--- WORK TASK ---
Output only the lines below from the one containing "tracing::trace!(branches = node.branches.len(), at" to the one containing "(value, key, index)", exactly as written, both ends kept.
THE RECORDS START
//! Conditional and iteration rendering.
//!
//! Both always produce a single expression, so they can sit anywhere a
//! value can: a `return`, a list entry, a call argument.

use stencil_types::ast::{ExpressionNode, ForNode, IfBranchNode, IfNode};

use crate::context::CodegenContext;
use crate::error::{CodegenError, CodegenResult};
use crate::expr::gen_expression;
use crate::list::gen_children;
use crate::types::{RENDER_LIST, SKIPPED_KEY_PARAM, SKIPPED_VALUE_PARAM};

// ══════════════════════════════════════════════════════════════════════════════
// Conditionals
// ══════════════════════════════════════════════════════════════════════════════

/// Render a branch chain as nested ternaries:
///
/// ```text
/// (a)
///   ? <then>
/// : (b)
///   ? <then>
/// : <else or null>
/// ```
pub fn gen_if(node: &IfNode, ctx: &mut CodegenContext<'_>) -> CodegenResult<()> {
    tracing::trace!(branches = node.branches.len(), at = %node.loc, "conditional chain");
    match node.branches.split_first() {
        Some((first, rest)) => gen_if_branch(first, rest, ctx),
        None => {
            ctx.violation(CodegenError::EmptyConditional {
                loc: node.loc.start,
            })?;
            ctx.push("null", Some(&node.loc));
            Ok(())
        }
    }
}

fn gen_if_branch(
    branch: &IfBranchNode,
    rest: &[IfBranchNode],
    ctx: &mut CodegenContext<'_>,
) -> CodegenResult<()> {
    let Some(condition) = &branch.condition else {
        // else: only valid as the final branch
        if !rest.is_empty() {
            ctx.violation(CodegenError::MisplacedElseBranch {
                loc: branch.loc.start,
            })?;
        }
        return gen_children(&branch.children, ctx);
    };

    ctx.push("(", None);
    gen_expression(condition, ctx);
    ctx.push(")", None);
    ctx.indent();
    ctx.push("? ", None);
    gen_children(&branch.children, ctx)?;
    ctx.deindent(false);
    ctx.push(": ", None);
    match rest.split_first() {
        Some((next, rest)) => gen_if_branch(next, rest, ctx),
        None => {
            ctx.push("null", None);
            Ok(())
        }
    }
}

// ══════════════════════════════════════════════════════════════════════════════
// Iteration
// ══════════════════════════════════════════════════════════════════════════════

/// `renderList(source, (value, key, index) => children)`
pub fn gen_for(node: &ForNode, ctx: &mut CodegenContext<'_>) -> CodegenResult<()> {
    ctx.push(&format!("{RENDER_LIST}("), Some(&node.loc));
    gen_expression(&node.source, ctx);
    ctx.push(", (", None);
    gen_for_params(node, ctx);
    ctx.push(") => ", None);
    gen_children(&node.children, ctx)?;
    ctx.push(")", None);
    Ok(())
}

/// Aliases in value → key → index order. A skipped slot before a present
/// alias gets a placeholder; nothing is emitted after the last alias.
fn gen_for_params(node: &ForNode, ctx: &mut CodegenContext<'_>) {
    let slots: [(Option<&ExpressionNode>, &str); 3] = [
        (node.value_alias.as_ref(), SKIPPED_VALUE_PARAM),
        (node.key_alias.as_ref(), SKIPPED_KEY_PARAM),
        (node.object_index_alias.as_ref(), ""),
    ];
    let Some(last) = slots.iter().rposition(|(alias, _)| alias.is_some()) else {
        return;
    };
    for (i, (alias, placeholder)) in slots[..=last].iter().enumerate() {
        if i > 0 {
            ctx.push(", ", None);
        }
        match alias {
            Some(alias) => gen_expression(alias, ctx),
            None => ctx.push(placeholder, None),
        }
    }
}

#[cfg(test)]
mod tests {
    use super::*;
    use crate::options::GenerateOptions;
    use stencil_types::ast::{Node, RootNode, TextNode};
    use stencil_types::SourceLocation;

    fn text(s: &str) -> Node {
        Node::Text(TextNode::new(s, SourceLocation::STUB))
    }

    fn dynamic(s: &str) -> ExpressionNode {
        ExpressionNode::dynamic(s, SourceLocation::STUB)
    }

    fn branch(cond: Option<&str>, child: &str) -> IfBranchNode {
        IfBranchNode::new(cond.map(dynamic), vec![text(child)], SourceLocation::STUB)
    }

    fn render_with(
        opts: GenerateOptions,
        f: impl FnOnce(&mut CodegenContext<'_>) -> CodegenResult<()>,
    ) -> CodegenResult<String> {
        let root = RootNode::new(vec![], SourceLocation::STUB);
        let mut ctx = CodegenContext::new(&root, &opts);
        f(&mut ctx)?;
        Ok(ctx.finish().code)
    }

    fn render(f: impl FnOnce(&mut CodegenContext<'_>) -> CodegenResult<()>) -> String {
        render_with(GenerateOptions::default(), f).unwrap()
    }

    fn squash(s: &str) -> String {
        s.split_whitespace().collect::<Vec<_>>().join(" ")
    }

    fn for_node(value: Option<&str>, key: Option<&str>, index: Option<&str>) -> ForNode {
        let mut node = ForNode::new(dynamic("list"), vec![text("x")], SourceLocation::STUB);
        node.value_alias = value.map(dynamic);
        node.key_alias = key.map(dynamic);
        node.object_index_alias = index.map(dynamic);
        node
    }

    #[test]
    fn if_else_if_else_chain() {
        let node = IfNode {
            branches: vec![
                branch(Some("ok"), "a"),
                branch(Some("maybe"), "b"),
                branch(None, "c"),
            ],
            loc: SourceLocation::STUB,
        };
        let out = render(|ctx| gen_if(&node, ctx));
        assert_eq!(out, "(ok)\n  ? \"a\"\n: (maybe)\n  ? \"b\"\n: \"c\"");
        assert_eq!(squash(&out), r#"(ok) ? "a" : (maybe) ? "b" : "c""#);
    }

    #[test]
    fn lone_if_falls_back_to_null() {
        let node = IfNode {
            branches: vec![branch(Some("ok"), "a")],
            loc: SourceLocation::STUB,
        };
        assert_eq!(squash(&render(|ctx| gen_if(&node, ctx))), r#"(ok) ? "a" : null"#);
    }

    #[test]
    fn branch_children_use_children_layout() {
        let node = IfNode {
            branches: vec![IfBranchNode::new(
                Some(dynamic("ok")),
                vec![text("a"), text("b")],
                SourceLocation::STUB,
            )],
            loc: SourceLocation::STUB,
        };
        assert_eq!(
            render(|ctx| gen_if(&node, ctx)),
            "(ok)\n  ? [\n    \"a\",\n    \"b\"\n  ]\n: null"
        );
    }

    #[test]
    fn misplaced_else_is_a_violation() {
        let node = IfNode {
            branches: vec![branch(None, "a"), branch(Some("ok"), "b")],
            loc: SourceLocation::STUB,
        };
        let err = render_with(GenerateOptions::default(), |ctx| gen_if(&node, ctx)).unwrap_err();
        assert!(matches!(err, CodegenError::MisplacedElseBranch { .. }));
    }

    #[test]
    fn misplaced_else_in_lenient_mode_ends_the_chain() {
        let node = IfNode {
            branches: vec![branch(Some("x"), "a"), branch(None, "b"), branch(Some("y"), "c")],
            loc: SourceLocation::STUB,
        };
        let opts = GenerateOptions {
            lenient: true,
            ..GenerateOptions::default()
        };
        let out = render_with(opts, |ctx| gen_if(&node, ctx)).unwrap();
        assert_eq!(squash(&out), r#"(x) ? "a" : "b""#);
    }

    #[test]
    fn empty_conditional() {
        let node = IfNode {
            branches: vec![],
            loc: SourceLocation::STUB,
        };
        let err = render_with(GenerateOptions::default(), |ctx| gen_if(&node, ctx)).unwrap_err();
        assert!(matches!(err, CodegenError::EmptyConditional { .. }));

        let opts = GenerateOptions {
            lenient: true,
            ..GenerateOptions::default()
        };
        assert_eq!(render_with(opts, |ctx| gen_if(&node, ctx)).unwrap(), "null");
    }

    #[test]
    fn for_alias_placeholders() {
        let cases = [
            (for_node(Some("item"), None, None), "(item)"),
            (for_node(None, Some("key"), None), "(_, key)"),
            (for_node(None, None, Some("index")), "(_, __, index)"),
            (for_node(Some("item"), None, Some("index")), "(item, __, index)"),
            (for_node(Some("v"), Some("k"), Some("i")), "(v, k, i)"),
            (for_node(Some("v"), Some("k"), None), "(v, k)"),
            (for_node(None, None, None), "()"),
        ];
        for (node, params) in cases {
            assert_eq!(
                render(|ctx| gen_for(&node, ctx)),
                format!("renderList(list, {params} => \"x\")")
            );
        }
    }

    #[test]
    fn for_body_with_several_children_is_an_array() {
        let mut node = for_node(Some("item"), None, None);
        node.children.push(text("y"));
        assert_eq!(
            render(|ctx| gen_for(&node, ctx)),
            "renderList(list, (item) => [\n  \"x\",\n  \"y\"\n])"
        );
    }
}
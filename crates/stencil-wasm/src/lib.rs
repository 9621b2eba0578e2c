//! Stencil code generator as a WASM module for browser environments.
//!
//! The AST and options cross the boundary as JSON strings, so the template
//! parser and transforms can live anywhere.
//!
//! # Usage (JavaScript)
//!
//! ```js
//! import init, { generate } from 'stencil-wasm';
//!
//! await init();
//!
//! const result = JSON.parse(generate(JSON.stringify(ast), '{"mode":"module"}'));
//! // { success: true, code: "import { ... } from 'vue'...", map: { version: 3, ... }, error: null }
//! ```

use serde::Serialize;
use stencil_codegen::{CodegenOutput, GenerateOptions, SourceMap};
use stencil_types::ast::RootNode;
use wasm_bindgen::prelude::*;

/// JSON payload returned by [`generate`].
#[derive(Debug, Clone, PartialEq, Eq, Serialize)]
pub struct GenerateResult {
    pub success: bool,
    pub code: Option<String>,
    pub map: Option<SourceMap>,
    pub error: Option<String>,
}

impl GenerateResult {
    fn ok(output: CodegenOutput) -> Self {
        Self {
            success: true,
            code: Some(output.code),
            map: output.map,
            error: None,
        }
    }

    fn err(message: String) -> Self {
        Self {
            success: false,
            code: None,
            map: None,
            error: Some(message),
        }
    }
}

/// Generate a render function from a JSON AST.
///
/// `options_json` may be empty, in which case the defaults apply. Returns a
/// JSON string containing a [`GenerateResult`]:
/// ```json
/// { "success": true, "code": "...", "map": { "version": 3, ... }, "error": null }
/// ```
///
/// On failure, `success` is `false`, `code` and `map` are `null` and `error`
/// says whether the input was malformed or generation was rejected.
#[wasm_bindgen]
pub fn generate(ast_json: &str, options_json: &str) -> String {
    let result = generate_to_result(ast_json, options_json);
    serde_json::to_string(&result).unwrap_or_else(|e| {
        format!(
            r#"{{"success":false,"code":null,"map":null,"error":"Serialization error: {}"}}"#,
            e
        )
    })
}

/// Return the generator version string.
#[wasm_bindgen]
pub fn version() -> String {
    env!("CARGO_PKG_VERSION").to_string()
}

fn generate_to_result(ast_json: &str, options_json: &str) -> GenerateResult {
    let ast: RootNode = match serde_json::from_str(ast_json) {
        Ok(ast) => ast,
        Err(e) => return GenerateResult::err(format!("Invalid AST: {e}")),
    };
    let options: GenerateOptions = if options_json.trim().is_empty() {
        GenerateOptions::default()
    } else {
        match serde_json::from_str(options_json) {
            Ok(options) => options,
            Err(e) => return GenerateResult::err(format!("Invalid options: {e}")),
        }
    };
    match stencil_codegen::generate(&ast, &options) {
        Ok(output) => GenerateResult::ok(output),
        Err(e) => GenerateResult::err(e.to_string()),
    }
}
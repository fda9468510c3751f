//! Basic demonstration of the Terrasim simulation.
//!
//! Builds a tiled terrain, drops a few wanderers and two terrain morph
//! brushes on it, and prints their progress.
//!
//! Run with: cargo run --example basic_demo
//! Set RUST_LOG=debug to see promotions and pathfinding decisions.

use terrasim::behaviors::{TerrainMorph, Wanderer, MALLEABILITY, TILE};
use terrasim::layer::{LayerKind, LayerSpec};
use terrasim::{GridHandle, GridWorld, MeshSync, SimConfig, SimWorld, TerrainActor, TileKind};
use tracing_subscriber::EnvFilter;

fn build_terrain(config: &SimConfig) -> terrasim::Result<GridHandle> {
    let table = TileKind::table().with_table([
        ("grass", TileKind::new(true).with_color([0.3, 0.7, 0.2])),
        ("rock", TileKind::new(false).with_color([0.5, 0.5, 0.5])),
        ("mud", TileKind::new(true).with_walk_cost(4.0).with_color([0.4, 0.3, 0.2])),
    ]);
    let mut grid = GridWorld::builder(config.grid.segments)
        .scale(config.grid.scale)
        .offset(config.grid.offset)
        .height_fn(|_, _, u, v| 0.05 * ((u * 6.0).sin() + (v * 4.0).cos()))
        .layer(TILE, LayerSpec::new(LayerKind::U8).default_record("grass").lookup(table))
        .layer(MALLEABILITY, LayerSpec::new(LayerKind::F32).default_value(0.5))
        .color_fn(|cell| cell.tile(TILE).map_or([1.0, 0.0, 0.5], |t| t.color))
        .build()?;

    // A rock ridge with a gap, and a mud patch beside it.
    let n = config.grid.segments as i32;
    let rock = grid.layer::<u8>(TILE)?.table().and_then(|t| t.index_for_name("rock"));
    let mud = grid.layer::<u8>(TILE)?.table().and_then(|t| t.index_for_name("mud"));
    grid.edit_batch(|batch| -> terrasim::Result<()> {
        if let Some(rock) = rock {
            for y in (0..n).filter(|y| (y - n / 2).abs() > 3) {
                batch.set_layer_sc(TILE, n / 2, y, rock as u8)?;
            }
        }
        if let Some(mud) = mud {
            for y in n / 4..n / 2 {
                for x in n / 4..n / 2 {
                    batch.set_layer_sc(TILE, x, y, mud as u8)?;
                }
            }
        }
        Ok(())
    })?;
    grid.set_layer_sc(MALLEABILITY, 0, 0, 0.0f32, MeshSync::Auto)?;
    Ok(GridHandle::new(grid))
}

fn main() -> terrasim::Result<()> {
    let filter = EnvFilter::try_from_default_env().unwrap_or_else(|_| EnvFilter::new("info"));
    tracing_subscriber::fmt()
        .with_env_filter(filter)
        .with_target(false)
        .compact()
        .init();

    println!("=== Terrasim - Simulation Demo ===\n");

    let config = SimConfig::default();
    let grid = build_terrain(&config)?;
    let mut sim = SimWorld::with_config(config);

    sim.push_actor(TerrainActor::new(grid.clone()));
    for i in 0..4 {
        sim.push_actor(Wanderer::new(grid.clone(), 4 + i * 6, 8).with_id(format!("walker-{i}")));
    }
    sim.push_actor(TerrainMorph::height(grid.clone()).with_id("drift"));
    sim.push_actor(TerrainMorph::average(grid.clone()).with_id("smooth"));

    println!("Running simulation for 300 frames (10 seconds at 30 frames/sec)...\n");
    for _ in 0..10 {
        sim.step(1.0);
        let handoff = sim.take_render_handoff();
        println!(
            "--- Tick {} (t={:.1}s) --- promoted={} removed={} dirty_surfaces={}",
            sim.current_tick(),
            sim.current_time(),
            handoff.added.len(),
            handoff.removed.len(),
            handoff.dirty_surfaces.len()
        );
        print_snapshot(&sim);
    }

    if let Some(key) = sim.select_by_id("walker-0") {
        sim.remove_actor(key)?;
        sim.run_frame();
        println!("\nRemoved walker-0, {} actors remain", sim.snapshot().actors.len());
    }

    println!("\n=== Final State (JSON) ===\n");
    println!("{}", sim.snapshot().to_json_pretty()?);
    Ok(())
}

fn print_snapshot(sim: &SimWorld) {
    for actor in sim.snapshot().actors {
        let Some(pos) = actor.position else {
            continue;
        };
        println!(
            "    {:<8} pos=({:.1}, {:.1}, {:.2}) [{}]",
            actor.id.as_deref().unwrap_or("-"),
            pos.x,
            pos.y,
            pos.z,
            actor.state.as_deref().unwrap_or("idle")
        );
    }
}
THE RECORDS END
--- WORKED SOLUTION ---
    tracing::trace!(branches = node.branches.len(), at = %node.loc, "conditional chain");
    match node.branches.split_first() {
        Some((first, rest)) => gen_if_branch(first, rest, ctx),
        None => {
            ctx.violation(CodegenError::EmptyConditional {
                loc: node.loc.start,
            })?;
            ctx.push("null", Some(&node.loc));
            Ok(())
        }
    }
}

fn gen_if_branch(
    branch: &IfBranchNode,
    rest: &[IfBranchNode],
    ctx: &mut CodegenContext<'_>,
) -> CodegenResult<()> {
    let Some(condition) = &branch.condition else {
        // else: only valid as the final branch
        if !rest.is_empty() {
            ctx.violation(CodegenError::MisplacedElseBranch {
                loc: branch.loc.start,
            })?;
        }
        return gen_children(&branch.children, ctx);
    };

    ctx.push("(", None);
    gen_expression(condition, ctx);
    ctx.push(")", None);
    ctx.indent();
    ctx.push("? ", None);
    gen_children(&branch.children, ctx)?;
    ctx.deindent(false);
    ctx.push(": ", None);
    match rest.split_first() {
        Some((next, rest)) => gen_if_branch(next, rest, ctx),
        None => {
            ctx.push("null", None);
            Ok(())
        }
    }
}

// ══════════════════════════════════════════════════════════════════════════════
// Iteration
// ══════════════════════════════════════════════════════════════════════════════

/// `renderList(source, (value, key, index) => children)`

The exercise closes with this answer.